詳しい感想は、こちらのRadiotalkでアンナ・カリィさんという方と話しています。
映画
「ファースト・カウ」(ケリー・ライカート/アメリカ/2023)
BGMが良いなと思って観ていたら、そのうち曲が鳴らなくなって、セリフも少ないので、どんどん静かな映画になっていった印象。それ故に緊張感のある作品に仕上がっていた。描かれているのは「貧富の差」で、貧しいものがお金を得るためには、悪事に手を染めるしかなかったのかなと考えてしまう。変な関係で結ばれたバディものだと思って観ていた。
ポッドキャスト
こんプロラジオ「#30 一月の終わりのハーモニー」
Base Ball Bearの小出祐介さんと、ライターの南波一海さんの雑談ポッドキャスト。お便りがきっかけで始まった「批評」についての話が深くて面白かった。

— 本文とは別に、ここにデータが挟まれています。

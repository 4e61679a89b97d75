//! Player intents
//!
//! The input collaborator (keyboard, gamepad, buttons, a script) translates
//! raw events into these intents and hands them to `Game::handle_intent`.
//! Level intents carry the new held state; `Start` and `Restart` are one-shot.

use serde::{Deserialize, Serialize};

/// A sampled input signal, decoupled from the raw event source
#[derive(Debug, Clone, Copy, PartialEq, Eq, Serialize, Deserialize)]
pub enum Intent {
    Accelerate(bool),
    TurnLeft(bool),
    TurnRight(bool),
    Fire(bool),
    /// Leave the start screen
    Start,
    /// Start over from the game-over screen
    Restart,
}

impl Intent {
    /// Whether this intent sets or clears a held control
    pub fn is_level(&self) -> bool {
        !matches!(self, Intent::Start | Intent::Restart)
    }
}
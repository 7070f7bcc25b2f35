//! Stochastic gradient descent trainer for linear models.
//!
//! One trainer serves both dense and hashed data. The [`ObjectiveFn`] decides
//! the output transform and step size; the [`TrainingData`] implementation
//! decides how a sample's margin is computed and how its step is scattered
//! into the weights.
//!
//! Samples are visited in dataset order, once per epoch, with no shuffling,
//! so training is fully deterministic.

use ndarray::{Array1, ArrayViewMut1};

use crate::data::{DenseDataset, HashedDataset};
use crate::model::{FeatureKind, TaskKind};
use crate::repr::LinearModel;
use crate::training::{
    EpochAction, MetricFn, MetricValue, ObjectiveFn, TrainingCallback, TrainingLogger, Verbosity,
};

// ============================================================================
// Errors
// ============================================================================

/// Errors raised by [`SgdTrainer`].
#[derive(Debug, Clone, PartialEq, thiserror::Error)]
pub enum TrainError {
    #[error("cannot train on an empty dataset")]
    EmptyDataset,

    #[error("model has {expected} weights but the data addresses {found}")]
    DimensionMismatch { expected: usize, found: usize },

    #[error("a {task} model cannot be trained on {features} features")]
    TaskMismatch {
        task: TaskKind,
        features: FeatureKind,
    },

    #[error(transparent)]
    Normalize(#[from] crate::data::NormalizeError),
}

// ============================================================================
// TrainingData
// ============================================================================

/// Sample access needed by [`SgdTrainer`].
pub trait TrainingData {
    /// Number of samples.
    fn n_samples(&self) -> usize;

    /// Number of weights a model for this data needs.
    fn n_weights(&self) -> usize;

    /// Label of one sample.
    fn label(&self, sample: usize) -> f64;

    /// Raw margin of one sample under `model`.
    fn margin(&self, model: &LinearModel, sample: usize) -> f64;

    /// `weights += step * x` for one sample.
    fn scatter_add(&self, weights: ArrayViewMut1<'_, f64>, sample: usize, step: f64);
}

impl TrainingData for DenseDataset {
    fn n_samples(&self) -> usize {
        DenseDataset::n_samples(self)
    }

    fn n_weights(&self) -> usize {
        self.n_features()
    }

    #[inline]
    fn label(&self, sample: usize) -> f64 {
        self.target(sample)
    }

    #[inline]
    fn margin(&self, model: &LinearModel, sample: usize) -> f64 {
        model.margin_dense(self.row(sample))
    }

    #[inline]
    fn scatter_add(&self, mut weights: ArrayViewMut1<'_, f64>, sample: usize, step: f64) {
        weights.scaled_add(step, &self.row(sample));
    }
}

impl TrainingData for HashedDataset {
    fn n_samples(&self) -> usize {
        HashedDataset::n_samples(self)
    }

    fn n_weights(&self) -> usize {
        self.featurizer().table_size().len()
    }

    #[inline]
    fn label(&self, sample: usize) -> f64 {
        self.example(sample).label
    }

    #[inline]
    fn margin(&self, model: &LinearModel, sample: usize) -> f64 {
        model.margin_indices(&self.example(sample).indices)
    }

    #[inline]
    fn scatter_add(&self, mut weights: ArrayViewMut1<'_, f64>, sample: usize, step: f64) {
        for &j in &self.example(sample).indices {
            weights[j as usize] += step;
        }
    }
}

// ============================================================================
// SgdParams
// ============================================================================

/// Parameters for SGD training.
#[derive(Clone, Debug, PartialEq)]
pub struct SgdParams {
    /// Step size.
    pub learning_rate: f64,

    /// Number of full passes over the data.
    pub n_epochs: u32,

    /// Verbosity level for training output.
    pub verbosity: Verbosity,
}

impl Default for SgdParams {
    fn default() -> Self {
        Self {
            learning_rate: 0.001,
            n_epochs: 100,
            verbosity: Verbosity::default(),
        }
    }
}

// ============================================================================
// SgdTrainer
// ============================================================================

/// Result of a training run.
#[derive(Debug, Clone, PartialEq)]
pub struct TrainOutput {
    /// Trained weights.
    pub model: LinearModel,
    /// Epoch metric per completed epoch.
    pub history: Vec<f64>,
}

/// Plain SGD trainer, parameterized by its objective.
#[derive(Clone, Debug)]
pub struct SgdTrainer<O: ObjectiveFn> {
    objective: O,
    params: SgdParams,
}

impl<O: ObjectiveFn> SgdTrainer<O> {
    pub fn new(objective: O, params: SgdParams) -> Self {
        Self { objective, params }
    }

    pub fn objective(&self) -> &O {
        &self.objective
    }

    pub fn params(&self) -> &SgdParams {
        &self.params
    }

    /// Train a model from zero weights.
    pub fn train<D, C>(&self, data: &D, callback: &mut C) -> Result<TrainOutput, TrainError>
    where
        D: TrainingData + ?Sized,
        C: TrainingCallback + ?Sized,
    {
        self.train_from(LinearModel::zeros(data.n_weights()), data, callback)
    }

    /// Continue training an existing model.
    ///
    /// # Errors
    ///
    /// - [`TrainError::EmptyDataset`] if `data` has no samples
    /// - [`TrainError::DimensionMismatch`] if `model` does not have exactly
    ///   `data.n_weights()` weights
    pub fn train_from<D, C>(
        &self,
        mut model: LinearModel,
        data: &D,
        callback: &mut C,
    ) -> Result<TrainOutput, TrainError>
    where
        D: TrainingData + ?Sized,
        C: TrainingCallback + ?Sized,
    {
        let n_samples = data.n_samples();
        if n_samples == 0 {
            return Err(TrainError::EmptyDataset);
        }
        if model.n_weights() != data.n_weights() {
            return Err(TrainError::DimensionMismatch {
                expected: model.n_weights(),
                found: data.n_weights(),
            });
        }

        let transform = self.objective.output_transform();
        let metric = self.objective.epoch_metric();
        let metric_name = format!("train-{}", metric.name());
        let lr = self.params.learning_rate;

        let labels: Array1<f64> = (0..n_samples).map(|i| data.label(i)).collect();
        let mut predictions = Array1::<f64>::zeros(n_samples);
        let mut history = Vec::new();

        let mut logger = TrainingLogger::new(self.params.verbosity);
        logger.start_training(self.params.n_epochs as usize);

        for epoch in 0..self.params.n_epochs as usize {
            logger.start_epoch();

            for sample in 0..n_samples {
                let prediction = transform.apply(data.margin(&model, sample));
                predictions[sample] = prediction;

                let step = lr * self.objective.gradient(prediction, labels[sample]);
                model.set_bias(model.bias() - step);
                data.scatter_add(model.weights_mut(), sample, -step);
            }

            let value = MetricValue::new(
                metric_name.as_str(),
                metric.compute(predictions.view(), labels.view()),
                metric.higher_is_better(),
            );
            history.push(value.value);
            if value.value.is_finite() {
                logger.log_epoch(epoch, &value);
            } else {
                logger.log_diverged(epoch, &value);
            }

            if callback.on_epoch_end(epoch, &value) == EpochAction::Stop {
                logger.log_stopped(epoch);
                break;
            }
        }

        logger.finish_training();
        Ok(TrainOutput { model, history })
    }
}

#[cfg(test)]
mod tests {
    use super::*;
    use crate::hashing::{TableSize, TextFeaturizer};
    use crate::training::{LogisticLoss, NoCallback, SquaredLoss};
    use approx::assert_abs_diff_eq;
    use ndarray::array;

    fn silent(learning_rate: f64, n_epochs: u32) -> SgdParams {
        SgdParams {
            learning_rate,
            n_epochs,
            verbosity: Verbosity::Silent,
        }
    }

    #[test]
    fn params_default() {
        let params = SgdParams::default();
        assert_eq!(params.n_epochs, 100);
        assert_eq!(params.learning_rate, 0.001);
    }

    #[test]
    fn single_dense_step_matches_update_rule() {
        let data = DenseDataset::new(array![[0.5, 1.0]], array![2.0]).unwrap();
        let trainer = SgdTrainer::new(SquaredLoss, silent(0.1, 1));
        let out = trainer.train(&data, &mut NoCallback).unwrap();

        // prediction 0, error -2, step -0.2
        assert_abs_diff_eq!(out.model.bias(), 0.2, epsilon = 1e-15);
        assert_abs_diff_eq!(out.model.weight(0), 0.1, epsilon = 1e-15);
        assert_abs_diff_eq!(out.model.weight(1), 0.2, epsilon = 1e-15);
        assert_eq!(out.history, vec![2.0]);
    }

    #[test]
    fn single_hashed_step_matches_update_rule() {
        let featurizer = TextFeaturizer::new(TableSize::from_bits(4).unwrap(), 0, false);
        let data = HashedDataset::from_sentences(featurizer, [("spam spam", 1.0)]);
        let j = data.example(0).indices[0] as usize;

        let trainer = SgdTrainer::new(LogisticLoss, silent(1.0, 1));
        let out = trainer.train(&data, &mut NoCallback).unwrap();

        // p = 0.5, error -0.5, g = -0.125; the duplicate token steps twice
        assert_abs_diff_eq!(out.model.bias(), 0.125, epsilon = 1e-15);
        assert_abs_diff_eq!(out.model.weight(j), 0.25, epsilon = 1e-15);
        assert_eq!(out.model.n_nonzero(), 1);
        assert_eq!(out.history, vec![-0.5]);
    }

    #[test]
    fn dense_identity_converges() {
        // label = x0, x1 is noise-free filler
        let data = DenseDataset::new(
            array![[0.0, 1.0], [0.25, 0.0], [0.5, 0.5], [0.75, 0.25], [1.0, 0.75]],
            array![0.0, 0.25, 0.5, 0.75, 1.0],
        )
        .unwrap();
        let trainer = SgdTrainer::new(SquaredLoss, silent(0.1, 3000));
        let out = trainer.train(&data, &mut NoCallback).unwrap();

        assert_abs_diff_eq!(out.model.bias(), 0.0, epsilon = 1e-3);
        assert_abs_diff_eq!(out.model.weight(0), 1.0, epsilon = 1e-3);
        assert_abs_diff_eq!(out.model.weight(1), 0.0, epsilon = 1e-3);
        assert!(out.history.last().unwrap() < &1e-3);
    }

    #[test]
    fn rmse_history_decreases() {
        let data = DenseDataset::new(array![[0.0], [0.5], [1.0]], array![1.0, 2.0, 3.0]).unwrap();
        let trainer = SgdTrainer::new(SquaredLoss, silent(0.05, 20));
        let out = trainer.train(&data, &mut NoCallback).unwrap();
        assert_eq!(out.history.len(), 20);
        assert!(out.history[19] < out.history[0]);
    }

    #[test]
    fn callback_stop_ends_training() {
        let data = DenseDataset::new(array![[1.0]], array![1.0]).unwrap();
        let trainer = SgdTrainer::new(SquaredLoss, silent(0.1, 100));

        let mut calls = 0;
        let mut stop_after_three = |epoch: usize, _: &MetricValue| {
            calls += 1;
            if epoch == 2 {
                EpochAction::Stop
            } else {
                EpochAction::Continue
            }
        };
        let out = trainer.train(&data, &mut stop_after_three).unwrap();
        assert_eq!(out.history.len(), 3);
        assert_eq!(calls, 3);
    }

    #[test]
    fn huge_epoch_budget_stops_on_first_epoch() {
        let data = DenseDataset::new(array![[1.0]], array![1.0]).unwrap();
        let trainer = SgdTrainer::new(SquaredLoss, silent(0.1, u32::MAX));
        let mut stop_now = |_: usize, _: &MetricValue| EpochAction::Stop;
        let out = trainer.train(&data, &mut stop_now).unwrap();
        assert_eq!(out.history.len(), 1);
    }

    #[test]
    fn empty_dataset_is_rejected() {
        let data = DenseDataset::from_rows(Vec::new(), Vec::new()).unwrap();
        let trainer = SgdTrainer::new(SquaredLoss, silent(0.1, 1));
        assert_eq!(
            trainer.train(&data, &mut NoCallback).unwrap_err(),
            TrainError::EmptyDataset
        );
    }

    #[test]
    fn warm_start_checks_dimension() {
        let data = DenseDataset::new(array![[1.0, 2.0]], array![1.0]).unwrap();
        let trainer = SgdTrainer::new(SquaredLoss, silent(0.1, 1));
        let err = trainer
            .train_from(LinearModel::zeros(3), &data, &mut NoCallback)
            .unwrap_err();
        assert_eq!(
            err,
            TrainError::DimensionMismatch {
                expected: 3,
                found: 2
            }
        );
    }

    #[test]
    fn warm_start_continues_from_model() {
        let data = DenseDataset::new(array![[1.0]], array![1.0]).unwrap();
        let trainer = SgdTrainer::new(SquaredLoss, silent(0.5, 1));
        let start = LinearModel::new(1.0, array![0.0]);
        let out = trainer.train_from(start, &data, &mut NoCallback).unwrap();
        // already exact: zero error, no change
        assert_eq!(out.model.bias(), 1.0);
        assert_eq!(out.model.weight(0), 0.0);
    }

    #[test]
    fn training_is_deterministic() {
        let featurizer = TextFeaturizer::new(TableSize::from_bits(8).unwrap(), 2, false);
        let data = HashedDataset::from_sentences(
            featurizer,
            [("very good film", 1.0), ("very bad film", 0.0), ("good", 1.0)],
        );
        let trainer = SgdTrainer::new(LogisticLoss, silent(0.1, 10));
        let a = trainer.train(&data, &mut NoCallback).unwrap();
        let b = trainer.train(&data, &mut NoCallback).unwrap();
        assert_eq!(a, b);
    }
}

今ファミレスにいるんだけど隣の席の女子が話してる内容がジワジワきてるんだが共有してもいいですか?
「日高が語る、身の毛もよだつ恐怖体験…」
以前収録していたものの、配信するにはあまりにも危険すぎるということでお蔵入りになっていた、日高さんの恐怖エピソードが、安全だということの確認が取れたのでようやく蔵出し。冷静なトーンで話す日高さんと、それを聞いて叫びまくる藤原さくらさんの対比が、面白かったと言って良いのかわからないけど面白かった。